- Exercise aim
Find the lines of the material below that include the string "every", then copy each one.

- Information provided
'''
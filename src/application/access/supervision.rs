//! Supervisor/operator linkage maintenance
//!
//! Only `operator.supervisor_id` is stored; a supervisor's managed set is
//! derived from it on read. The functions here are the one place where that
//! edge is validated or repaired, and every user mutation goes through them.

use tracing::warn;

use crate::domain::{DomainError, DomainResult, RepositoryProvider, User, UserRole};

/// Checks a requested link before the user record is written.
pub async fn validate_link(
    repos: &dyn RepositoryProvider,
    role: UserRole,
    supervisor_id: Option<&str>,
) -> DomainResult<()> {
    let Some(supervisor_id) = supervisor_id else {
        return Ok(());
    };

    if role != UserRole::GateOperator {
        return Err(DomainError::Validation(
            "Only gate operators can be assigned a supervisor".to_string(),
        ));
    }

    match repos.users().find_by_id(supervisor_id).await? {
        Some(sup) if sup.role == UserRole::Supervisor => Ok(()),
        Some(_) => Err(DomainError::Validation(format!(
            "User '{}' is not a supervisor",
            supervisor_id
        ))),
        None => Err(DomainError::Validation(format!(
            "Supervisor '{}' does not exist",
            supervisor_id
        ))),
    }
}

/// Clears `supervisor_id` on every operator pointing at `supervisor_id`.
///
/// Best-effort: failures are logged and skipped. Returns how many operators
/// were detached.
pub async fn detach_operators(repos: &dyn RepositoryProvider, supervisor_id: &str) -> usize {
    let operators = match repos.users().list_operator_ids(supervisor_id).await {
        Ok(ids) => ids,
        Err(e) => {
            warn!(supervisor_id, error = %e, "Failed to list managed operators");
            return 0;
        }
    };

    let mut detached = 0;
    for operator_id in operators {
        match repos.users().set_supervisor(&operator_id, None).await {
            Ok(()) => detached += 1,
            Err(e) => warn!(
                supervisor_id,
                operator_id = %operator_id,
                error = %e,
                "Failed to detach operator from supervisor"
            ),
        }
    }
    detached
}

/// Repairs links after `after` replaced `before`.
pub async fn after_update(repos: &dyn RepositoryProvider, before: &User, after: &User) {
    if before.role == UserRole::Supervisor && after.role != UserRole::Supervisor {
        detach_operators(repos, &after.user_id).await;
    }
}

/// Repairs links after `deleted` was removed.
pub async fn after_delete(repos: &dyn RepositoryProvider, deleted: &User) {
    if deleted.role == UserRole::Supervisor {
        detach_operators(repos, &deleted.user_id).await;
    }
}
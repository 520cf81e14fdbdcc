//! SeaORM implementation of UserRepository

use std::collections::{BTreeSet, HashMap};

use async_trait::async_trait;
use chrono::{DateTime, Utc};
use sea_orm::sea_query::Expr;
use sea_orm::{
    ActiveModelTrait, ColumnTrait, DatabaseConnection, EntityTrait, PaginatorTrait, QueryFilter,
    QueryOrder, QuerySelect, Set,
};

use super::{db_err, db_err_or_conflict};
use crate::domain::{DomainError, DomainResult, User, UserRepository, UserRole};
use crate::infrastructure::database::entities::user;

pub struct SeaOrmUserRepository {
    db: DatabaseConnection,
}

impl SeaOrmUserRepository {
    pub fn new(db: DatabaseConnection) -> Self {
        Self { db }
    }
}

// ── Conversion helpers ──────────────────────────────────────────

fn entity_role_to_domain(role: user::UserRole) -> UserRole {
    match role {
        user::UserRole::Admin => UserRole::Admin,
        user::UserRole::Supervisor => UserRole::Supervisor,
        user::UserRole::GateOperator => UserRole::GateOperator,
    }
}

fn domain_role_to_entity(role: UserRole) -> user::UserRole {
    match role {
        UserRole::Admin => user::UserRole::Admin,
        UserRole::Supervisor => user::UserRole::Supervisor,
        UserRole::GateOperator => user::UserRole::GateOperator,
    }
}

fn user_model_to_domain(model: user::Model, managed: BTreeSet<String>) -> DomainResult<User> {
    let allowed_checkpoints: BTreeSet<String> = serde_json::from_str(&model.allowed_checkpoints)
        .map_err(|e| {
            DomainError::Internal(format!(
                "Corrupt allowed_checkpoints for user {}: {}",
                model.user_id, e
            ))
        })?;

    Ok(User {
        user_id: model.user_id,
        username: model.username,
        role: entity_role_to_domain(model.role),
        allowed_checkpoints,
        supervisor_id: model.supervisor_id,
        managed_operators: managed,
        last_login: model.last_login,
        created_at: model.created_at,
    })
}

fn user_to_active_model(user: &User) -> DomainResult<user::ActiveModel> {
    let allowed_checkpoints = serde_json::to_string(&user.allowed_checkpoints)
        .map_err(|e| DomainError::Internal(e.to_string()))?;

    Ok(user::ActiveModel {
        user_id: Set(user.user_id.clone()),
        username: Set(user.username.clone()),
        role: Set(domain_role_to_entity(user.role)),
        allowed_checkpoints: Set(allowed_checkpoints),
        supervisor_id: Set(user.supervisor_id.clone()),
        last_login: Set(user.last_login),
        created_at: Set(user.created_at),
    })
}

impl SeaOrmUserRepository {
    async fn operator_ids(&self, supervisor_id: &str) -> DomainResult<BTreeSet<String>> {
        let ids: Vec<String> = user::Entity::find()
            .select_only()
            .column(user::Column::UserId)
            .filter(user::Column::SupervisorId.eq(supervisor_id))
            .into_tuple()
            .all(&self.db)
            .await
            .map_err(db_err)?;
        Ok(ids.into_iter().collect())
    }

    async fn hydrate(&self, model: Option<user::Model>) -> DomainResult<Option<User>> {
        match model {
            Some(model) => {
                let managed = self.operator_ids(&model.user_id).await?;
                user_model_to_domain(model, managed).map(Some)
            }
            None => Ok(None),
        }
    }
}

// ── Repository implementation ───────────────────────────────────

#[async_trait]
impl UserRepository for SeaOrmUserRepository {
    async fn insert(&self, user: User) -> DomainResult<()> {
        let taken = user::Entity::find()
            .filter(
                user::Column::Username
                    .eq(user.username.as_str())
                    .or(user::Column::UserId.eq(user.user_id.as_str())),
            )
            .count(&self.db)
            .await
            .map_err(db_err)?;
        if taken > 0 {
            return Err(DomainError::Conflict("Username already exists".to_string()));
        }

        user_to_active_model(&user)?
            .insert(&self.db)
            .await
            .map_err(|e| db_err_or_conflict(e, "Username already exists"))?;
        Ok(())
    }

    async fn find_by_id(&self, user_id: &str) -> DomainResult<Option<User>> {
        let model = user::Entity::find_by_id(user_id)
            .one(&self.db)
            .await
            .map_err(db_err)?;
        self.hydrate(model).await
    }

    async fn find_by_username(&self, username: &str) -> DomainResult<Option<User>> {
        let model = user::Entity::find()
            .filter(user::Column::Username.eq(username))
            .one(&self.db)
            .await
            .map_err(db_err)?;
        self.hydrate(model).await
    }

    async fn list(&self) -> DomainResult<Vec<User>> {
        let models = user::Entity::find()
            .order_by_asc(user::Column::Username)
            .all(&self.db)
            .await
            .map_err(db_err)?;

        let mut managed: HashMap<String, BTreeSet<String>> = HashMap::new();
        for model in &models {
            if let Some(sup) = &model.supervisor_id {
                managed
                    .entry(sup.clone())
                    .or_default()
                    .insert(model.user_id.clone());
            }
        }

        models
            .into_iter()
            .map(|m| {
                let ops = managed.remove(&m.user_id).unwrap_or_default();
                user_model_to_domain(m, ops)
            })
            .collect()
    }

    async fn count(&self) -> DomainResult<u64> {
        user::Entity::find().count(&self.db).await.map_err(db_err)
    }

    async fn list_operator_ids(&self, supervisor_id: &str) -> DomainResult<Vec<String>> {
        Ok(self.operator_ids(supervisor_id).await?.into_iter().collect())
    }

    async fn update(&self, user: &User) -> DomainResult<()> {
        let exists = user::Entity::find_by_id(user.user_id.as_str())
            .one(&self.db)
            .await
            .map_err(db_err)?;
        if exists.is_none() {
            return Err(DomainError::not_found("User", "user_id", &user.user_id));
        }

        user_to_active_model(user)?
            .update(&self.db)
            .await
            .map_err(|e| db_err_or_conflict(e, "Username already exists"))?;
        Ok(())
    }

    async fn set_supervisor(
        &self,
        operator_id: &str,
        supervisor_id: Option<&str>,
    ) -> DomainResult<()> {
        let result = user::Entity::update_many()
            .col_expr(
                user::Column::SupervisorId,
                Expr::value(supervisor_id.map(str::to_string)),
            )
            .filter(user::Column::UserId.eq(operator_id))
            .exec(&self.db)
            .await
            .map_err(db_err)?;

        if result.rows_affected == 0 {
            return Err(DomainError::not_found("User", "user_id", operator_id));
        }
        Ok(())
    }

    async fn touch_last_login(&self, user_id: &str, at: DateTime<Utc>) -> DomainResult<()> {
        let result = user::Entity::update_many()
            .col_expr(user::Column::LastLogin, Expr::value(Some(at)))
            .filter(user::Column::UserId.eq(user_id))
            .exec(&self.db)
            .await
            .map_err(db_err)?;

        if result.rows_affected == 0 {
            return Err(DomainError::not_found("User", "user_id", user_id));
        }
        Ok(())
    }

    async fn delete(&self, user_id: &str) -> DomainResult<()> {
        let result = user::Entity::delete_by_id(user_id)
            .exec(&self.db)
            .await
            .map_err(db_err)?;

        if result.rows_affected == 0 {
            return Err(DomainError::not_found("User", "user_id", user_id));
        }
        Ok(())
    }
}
'''
- Answer for the task
//! edge is validated or repaired, and every user mutation goes through them.
/// Clears `supervisor_id` on every operator pointing at `supervisor_id`.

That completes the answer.